05 January 2020

New Year's Punch


It’s been a weird New Year from the go. Before digging into Floridians shooting one another, I present a shooting puzzle you will likely know, but stumped the director of the Father Brown mystery series.

In Season 5, Episode 6 (S05E06), ’The Eagle and the Daw’, Inspector Mallory picks up a revolver and sniffs it. He pronounces it recently fired. He flips open the cylinder to the scene here and says, “One shot fired.”

Father Brown (S05E06) revolver scene
Father Brown (S05E06) revolver inspection scene

What, pray tell, is wrong with this picture? Find the answer below.

Getting a Bang out of Holiday Celebrations

I thought I lived in a reasonably safe neighborhood, but in Florida, guns, alcohol, and celebrations don’t mix. I can’t get used to Floridians firing off guns and firecrackers to honor the birth of the Christ child.
42 Lo, in the East, rose a light.  43 Three wise men gazed at the brightness in the sky.  44 One said, “My comrades, hark! Shooting stars!”

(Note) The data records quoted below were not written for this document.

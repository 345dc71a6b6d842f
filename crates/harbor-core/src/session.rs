//! Merge session: migrate, fold captures, reprioritize.

use crate::capture::{CaptureDocument, CaptureEntry};
use crate::environment::{Environment, Header, RootChild, Route, RouteResponse};
use crate::merge::{merge_response, MergeAction};
use crate::migrate::migrate_environment;
use crate::prioritize::reprioritize;
use crate::rule::{derive_rules, RuleTarget};
use std::collections::{BTreeSet, HashMap};
use tracing::{debug, info};

/// Route lookup key: lowercase method plus slash-prefixed path.
#[derive(Debug, Clone, PartialEq, Eq, Hash)]
struct RouteKey {
    method: String,
    path: String,
}

impl RouteKey {
    fn new(method: &str, path: &str) -> Self {
        Self {
            method: method.to_lowercase(),
            path: path.to_string(),
        }
    }

    fn for_route(route: &Route) -> Self {
        Self {
            method: route.method.clone(),
            path: format!("/{}", route.endpoint),
        }
    }
}

/// What folding one captured entry did to the document.
#[derive(Debug, Clone, Copy, PartialEq, Eq)]
pub enum EntryOutcome {
    /// First observation of this method+path: route created.
    RouteCreated,
    /// New response variant appended to an existing route.
    ResponseAdded,
    /// Candidate matched an existing variant's status and rules.
    DuplicateSkipped,
    /// Response status marked the capture as an error (>= 400).
    ErrorStatusSkipped,
    /// Captured body was empty; not a valid mock response.
    EmptyBodySkipped,
    /// Entry had no usable request/response pair.
    MissingResponseSkipped,
}

/// Aggregate entry outcomes for one or more folded documents.
#[derive(Debug, Clone, Copy, Default, PartialEq, Eq)]
pub struct FoldStats {
    pub routes_created: usize,
    pub responses_added: usize,
    pub duplicates_skipped: usize,
    pub error_status_skipped: usize,
    pub empty_body_skipped: usize,
    pub missing_response_skipped: usize,
}

impl FoldStats {
    pub fn record(&mut self, outcome: EntryOutcome) {
        match outcome {
            EntryOutcome::RouteCreated => self.routes_created += 1,
            EntryOutcome::ResponseAdded => self.responses_added += 1,
            EntryOutcome::DuplicateSkipped => self.duplicates_skipped += 1,
            EntryOutcome::ErrorStatusSkipped => self.error_status_skipped += 1,
            EntryOutcome::EmptyBodySkipped => self.empty_body_skipped += 1,
            EntryOutcome::MissingResponseSkipped => self.missing_response_skipped += 1,
        }
    }

    /// Fold another stats block into this one.
    pub fn absorb(&mut self, other: FoldStats) {
        self.routes_created += other.routes_created;
        self.responses_added += other.responses_added;
        self.duplicates_skipped += other.duplicates_skipped;
        self.error_status_skipped += other.error_status_skipped;
        self.empty_body_skipped += other.empty_body_skipped;
        self.missing_response_skipped += other.missing_response_skipped;
    }

    pub fn entries_merged(&self) -> usize {
        self.routes_created + self.responses_added
    }

    pub fn entries_skipped(&self) -> usize {
        self.duplicates_skipped
            + self.error_status_skipped
            + self.empty_body_skipped
            + self.missing_response_skipped
    }
}

/// One conversion run over a persisted environment document.
///
/// Owns the document plus two derived caches: the route index and the set
/// of query parameter names observed per route. Both caches are rebuilt
/// from the document at session start and extended as entries are folded;
/// they are never persisted, the document stays the only source of truth.
///
/// Fixed pass order: migrate on construction, fold documents strictly in
/// sequence, reprioritize everything in [`MergeSession::finish`].
pub struct MergeSession {
    env: Environment,
    route_index: HashMap<RouteKey, usize>,
    known_params: HashMap<RouteKey, BTreeSet<String>>,
}

impl MergeSession {
    /// Start a session over `env`, migrating it to the current format and
    /// rebuilding the derived caches from its routes.
    pub fn new(mut env: Environment) -> Self {
        migrate_environment(&mut env);

        let mut route_index = HashMap::new();
        let mut known_params: HashMap<RouteKey, BTreeSet<String>> = HashMap::new();
        for (index, route) in env.routes.iter().enumerate() {
            let key = RouteKey::for_route(route);
            let params = known_params.entry(key.clone()).or_default();
            for response in &route.responses {
                for rule in &response.rules {
                    if rule.target == RuleTarget::QueryParam && !rule.modifier.is_empty() {
                        params.insert(rule.modifier.clone());
                    }
                }
            }
            route_index.insert(key, index);
        }

        Self {
            env,
            route_index,
            known_params,
        }
    }

    /// Fold every entry of one capture document into the environment.
    pub fn fold_document(&mut self, doc: &CaptureDocument) -> FoldStats {
        let mut stats = FoldStats::default();
        for entry in doc.entries() {
            stats.record(self.fold_entry(entry));
        }
        stats
    }

    /// Fold a single captured request/response pair.
    pub fn fold_entry(&mut self, entry: &CaptureEntry) -> EntryOutcome {
        let (Some(request), Some(response)) = (&entry.request, &entry.response) else {
            debug!("skipped entry without a usable request/response pair");
            return EntryOutcome::MissingResponseSkipped;
        };

        let Ok(status) = u16::try_from(response.status) else {
            debug!("skipped request {} with status {}", request.url, response.status);
            return EntryOutcome::ErrorStatusSkipped;
        };
        if status >= 400 {
            debug!("skipped errored request {} ({})", request.url, status);
            return EntryOutcome::ErrorStatusSkipped;
        }

        let body = response.formatted_body();
        if body.is_empty() {
            debug!("skipped empty body for {}", request.url);
            return EntryOutcome::EmptyBodySkipped;
        }

        let path = request.path();
        let key = RouteKey::new(&request.method, &path);

        // Union the request's names into the known set before deriving, so
        // the exclusion rules see parameters this very request introduces.
        let known = self.known_params.entry(key.clone()).or_default();
        for pair in &request.query_string {
            known.insert(pair.name.clone());
        }
        let rules = derive_rules(&request.query_string, known);

        let headers = response
            .headers
            .iter()
            .map(|h| Header::new(h.name.clone(), h.value.clone()))
            .collect();
        let label = format!("{} {}", status, request.url);
        let candidate = RouteResponse::captured(status, label, body, headers, rules);

        match self.route_index.get(&key) {
            Some(&index) => {
                let route = &mut self.env.routes[index];
                match merge_response(route, candidate) {
                    MergeAction::Inserted => {
                        info!("added {} response to {} {}", status, key.method, key.path);
                        EntryOutcome::ResponseAdded
                    }
                    MergeAction::Skipped => EntryOutcome::DuplicateSkipped,
                }
            }
            None => {
                let route = Route::new(key.method.clone(), &path, candidate);
                info!("added new route {} {}", key.method, key.path);
                self.env.root_children.push(RootChild::route(route.uuid.clone()));
                self.route_index.insert(key, self.env.routes.len());
                self.env.routes.push(route);
                EntryOutcome::RouteCreated
            }
        }
    }

    /// Number of routes currently in the document.
    pub fn route_count(&self) -> usize {
        self.env.routes.len()
    }

    /// Finish the session: re-order and re-flag every route, touched or
    /// not, and hand the document back for persistence.
    pub fn finish(mut self) -> Environment {
        for route in &mut self.env.routes {
            reprioritize(route);
        }
        self.env
    }
}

45 “Nay,” said the second Maji.   46 “Tis shooting.”

47 “Verily. Let us ride,” said the third man.  48 “Let us take our gold and thou that… that… that weird stuff you have and let us celebrate peace and holiness by shooting lots of guns and ammo as we eat, drink, and be merry.”
Many years ago, a Floridian died from a bullet fired into the air. Do people learn? At midnight, a bullet took out a sizeable chunk of plaster above the television a neighbor was watching. Nothing rings in Sunshine State holidays like celebratory shooting.

Maximum Bang

As for current Florida New Year weirdness, another contributing factor has been a double murder bare hours into the year at a nightclub a mere stroll from my house. Did I say I thought my neighborhood safe?

And More…

A close scrape rattled me. I agreed to install a laser sight on an automatic pistol for friends. When I pulled it from its holster, I was chilled to find both Phoenix Arms safeties off. I set the safeties, removed the magazine, and installed the sight.

I grew up with revolvers and rifles, not automatics. We were strictly taught to leave the revolver slot under the hammer empty to avoid accidents. Don’t chamber a cartridge unless you intend to shoot. And always unload when not in use. As R.T. and I once discussed… guns are tools, not toys.

I suddenly realized that in my surprise when handed a ready-to-fire weapon, I hadn’t checked the breech. The hair on my neck rose.

I belatedly inspected. Damn, there lay a chambered cartridge. I said some strong words, including a lecture of how many Americans get themselves killed. My words meant zilch: Common knowledge has it bad guys with disdain for safeties always carry fully chambered rounds.

O’Neil wrote me about his police training. His conservative instincts were similar to mine, but NOPD policing is not a casual profession. New Orleans police were taught to always be ready to shoot.

My uncle believed that. His young son put a bullet through their dining room ceiling.

Still Puzzled?

closeup of revolver cylinder
Closeup of revolver cylinder (Father Brown)

As you already spotted, no shots had been fired. The inspector, or rather the episode director, mistook the empty chamber (deliberately left vacant for safety reasons described above) for a fired chamber.

cartridges with live and fired caps
unfired round — fired cartridge
As shown in the photos here, ammunition contain ‘caps’ that hold a primer charge. When the hammer strikes the cap, the primer explodes causing the powder to discharge. The hammer leaves a dent in the fired cap, unique to each gun.

The inspector could have said one bullet was missing, but he couldn’t say one bullet had been fired.

Please, have a safe new year!

4 comments:

  1. We always knew Inspector Mallory wasn't the brightest bulb in the pack!

    Good information- and sorry about your trigger happy neighbors.

    ReplyDelete
  2. Yep, when receiving a weapon, the cylinder on a revolver should be open. For a semi-automatic, the magazine should be out and the slide locked open to see that the breech is empty.

    As they say, it's the unloaded weapon that kills.

    "Here, take this. It's okay, it's unloaded."

    BANG

    "Oops. Sorry about that."

    ReplyDelete
  3. It could be worse - as I've mentioned before, a friend of mine living in rural Virginia had a neighbor who shot off a cannon every holiday.

    R.T., love "Oops. Sorry about that." The classic response of the not-my-problem-doofus!

    ReplyDelete
  4. True, Janice. Mallory wantonly arrests the innocent at the drop of a fedora.

    RT, I don't get the casual, free-wheeling attitude toward gun handling. I received hours of safe handling instruction, which some seem to disdain.

    Where's that muzzle pointing?

    Eve, I hope that guy with the cannon uses wads without cannonballs. That could really rattle a community.